2.2 脾淋巴细胞增殖功能及细胞毒性检测
2.2.1 MTT法检测咖啡酸乙酯的细胞毒性
小鼠脾脏淋巴细胞 (4×105个/孔) 接种于96孔板,加入不同浓度的咖啡酸乙酯,另设相应的溶剂对照及培养液本底对照,于37℃,5% CO2培养箱中作用48h每孔加入20 ml 5mg/ml的 MTT,继续培养4h,吸弃培养液,加入150 ml DMSO终止反应,于震荡器震荡10分钟,使甲肷结晶完全溶解,酶标仪570 nm波长测定吸光度OD值。

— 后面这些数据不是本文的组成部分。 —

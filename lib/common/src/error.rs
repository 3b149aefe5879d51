use registry_model::IriParseError;
use spargebra::SparqlSyntaxError;
use std::error::Error;
use std::io;
use std::path::PathBuf;
use std::time::Duration;

/// An error raised by a search, regardless of the backend.
#[derive(Debug, thiserror::Error)]
#[non_exhaustive]
pub enum RegistryError {
    /// The entity collection could not be loaded or parsed.
    #[error(transparent)]
    DataUnavailable(#[from] DataUnavailableError),
    /// A query could not be generated from the template and the filter selection.
    #[error(transparent)]
    QueryBuild(#[from] QueryBuildError),
    /// The query execution engine reported a failure.
    #[error(transparent)]
    QueryExecution(#[from] QueryExecutionError),
}

/// An error raised while loading the entity collection.
#[derive(Debug, thiserror::Error)]
#[non_exhaustive]
pub enum DataUnavailableError {
    /// Error from the OS I/O layer.
    #[error("Could not read entity data from '{}': {error}", path.display())]
    Io {
        path: PathBuf,
        #[source]
        error: io::Error,
    },
    /// The document is not valid JSON or a record is malformed.
    #[error("Could not parse entity data: {0}")]
    Parse(#[from] serde_json::Error),
    /// The document has no `@graph` array.
    #[error("The entity document has no '@graph' array")]
    MissingGraph,
}

/// An error raised while generating a query. These are always detected before execution.
#[derive(Debug, thiserror::Error)]
#[non_exhaustive]
pub enum QueryBuildError {
    /// The template does not contain the filter marker.
    #[error("The query template does not contain the filter marker")]
    MissingMarker,
    /// The template contains the filter marker more than once.
    #[error("The query template contains the filter marker {count} times, expected exactly once")]
    DuplicateMarker { count: usize },
    /// A filter value of a resource dimension is not a valid IRI.
    #[error("Invalid value '{value}' for facet '{dimension}': {error}")]
    InvalidResourceValue {
        dimension: String,
        value: String,
        #[source]
        error: IriParseError,
    },
    /// A generated variable name is not valid.
    #[error("Invalid variable name '{0}'")]
    InvalidVariable(String),
    /// The generated query text is not valid SPARQL.
    #[error("The generated query is invalid: {0}")]
    Syntax(#[from] SparqlSyntaxError),
    /// The template file could not be read.
    #[error("Could not read query template '{}': {error}", path.display())]
    TemplateIo {
        path: PathBuf,
        #[source]
        error: io::Error,
    },
}

/// An error raised by the query execution boundary.
///
/// Carries the query that was attempted so that callers can report it.
#[derive(Debug, thiserror::Error)]
#[error("{kind}")]
pub struct QueryExecutionError {
    query: String,
    #[source]
    kind: QueryExecutionErrorKind,
}

impl QueryExecutionError {
    /// Creates a new [QueryExecutionError] for the given `query`.
    pub fn new(query: impl Into<String>, kind: QueryExecutionErrorKind) -> Self {
        Self {
            query: query.into(),
            kind,
        }
    }

    /// The query text that failed.
    pub fn query(&self) -> &str {
        &self.query
    }

    /// The reason of the failure.
    pub fn kind(&self) -> &QueryExecutionErrorKind {
        &self.kind
    }
}

/// The reason a query execution failed.
#[derive(Debug, thiserror::Error)]
#[non_exhaustive]
pub enum QueryExecutionErrorKind {
    /// No source was given.
    #[error("No source to execute the query against")]
    NoSources,
    /// A source could not be reached or read.
    #[error("Source '{source_name}' failed: {error}")]
    Source {
        source_name: String,
        #[source]
        error: Box<dyn Error + Send + Sync + 'static>,
    },
    /// A remote endpoint answered with an unsuccessful status code.
    #[error("Source '{source_name}' responded with status {status}: {body}")]
    Status {
        source_name: String,
        status: u16,
        body: String,
    },
    /// The query is an ASK, CONSTRUCT or DESCRIBE query.
    #[error("The query did not return solutions")]
    NotSolutions,
    /// The execution did not finish in time.
    #[error("The query execution timed out after {0:?}")]
    Timeout(Duration),
    /// A query given as a file reference could not be read.
    #[error("Could not read query file '{}': {error}", path.display())]
    QueryFile {
        path: PathBuf,
        #[source]
        error: io::Error,
    },
    /// Any other error of the execution engine.
    #[error("{0}")]
    Engine(#[source] Box<dyn Error + Send + Sync + 'static>),
}

impl QueryExecutionErrorKind {
    /// Wraps an error of the execution engine.
    pub fn engine(error: impl Into<Box<dyn Error + Send + Sync + 'static>>) -> Self {
        Self::Engine(error.into())
    }
}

2.2.2 CCK-8法测定丝裂原诱导脾淋巴细胞增殖功能
小鼠脾脏淋巴细胞 (4×105个/孔) 接种于96孔板,加入不同浓度的咖啡酸乙酯,同时加入ConA (终浓度1mg/ml)或LPS (终浓度10mg/ml),另设无刺激剂的本底对照。于37℃,5% CO2培养箱中作用48h,CCK-8法检测丝裂原诱导脾淋巴细胞增殖功能。
2.3 荧光定量PCR (q-PCR)检测
纯化CD4+T的淋巴细胞与1、3 mM的咖啡酸乙酯在anti-CD3(5mg/ml) +anti-CD28 Ab (1mg/ml)刺激下共培养16 h,抽提各组淋巴细胞,应用Trizol试剂盒提取总RNA,按Takara逆转录试剂盒说明书操作合成cDNA。尔后应用SYBR GreenI嵌合荧光法在实时定量PCR仪进行Th1细胞相关基因(IFN-g,T-bet,STAT1 和 STAT4 mRNA)表达检测,相关引物由上海生物工程有限公司合成公司合成。在PCR反应程序结束后,进入仪器自带软件的数据分析界面,设置β-actin为内参基因,仪器自动计算出各实验组基因表达差异倍数及标准差,即2-△△Ct±标准差值。特异基因引物系列如下:
IFN-g: (sense) 5'-ATGAACGCTACACACTGCATC-3';
(anti-sense) 5'- CCATCCTTTTGCCAGTTCCTC-3';
T-bet: (sense) 5'- CCAGGAAGTTTCATTTGGGAAGC-3';
(anti-sense) 5'-ACGTGTTTAGAAGCACTG-3';
STAT1: (sense) 5'- TCACAGTGGTTCGAGCTTCAG-3';
(anti-sense) 5'-CGAGACATCATAGGCAGCGTG-3';
STAT4: (sense) 5'- GCAGCCAACATGCCTATCCA -3';
(anti-sense) 5'- TGGCAGACACTTTGTGTTCCA -3';
β-actin: (sense) 5'-GGCTGTATTCCCCTCCATCG-3',
(anti-sense) 5'-CCAGTTGGTAACAATGCCATGT-3'.
2.3 Th1体外诱导分化
Th1体外诱导分化参照文献[10],采用免疫磁珠法分离CD4+T cell,CD4+T细胞接种在anti-CD3 mAb/anti-28 mAb包被的24孔培养板上,分别加入IL-12和anti-mIL-4,诱导CD4+T细胞向Th1细胞亚群方向分化。72h后,流式细胞术检测胞内IFN-g表达水平,检测方法同上。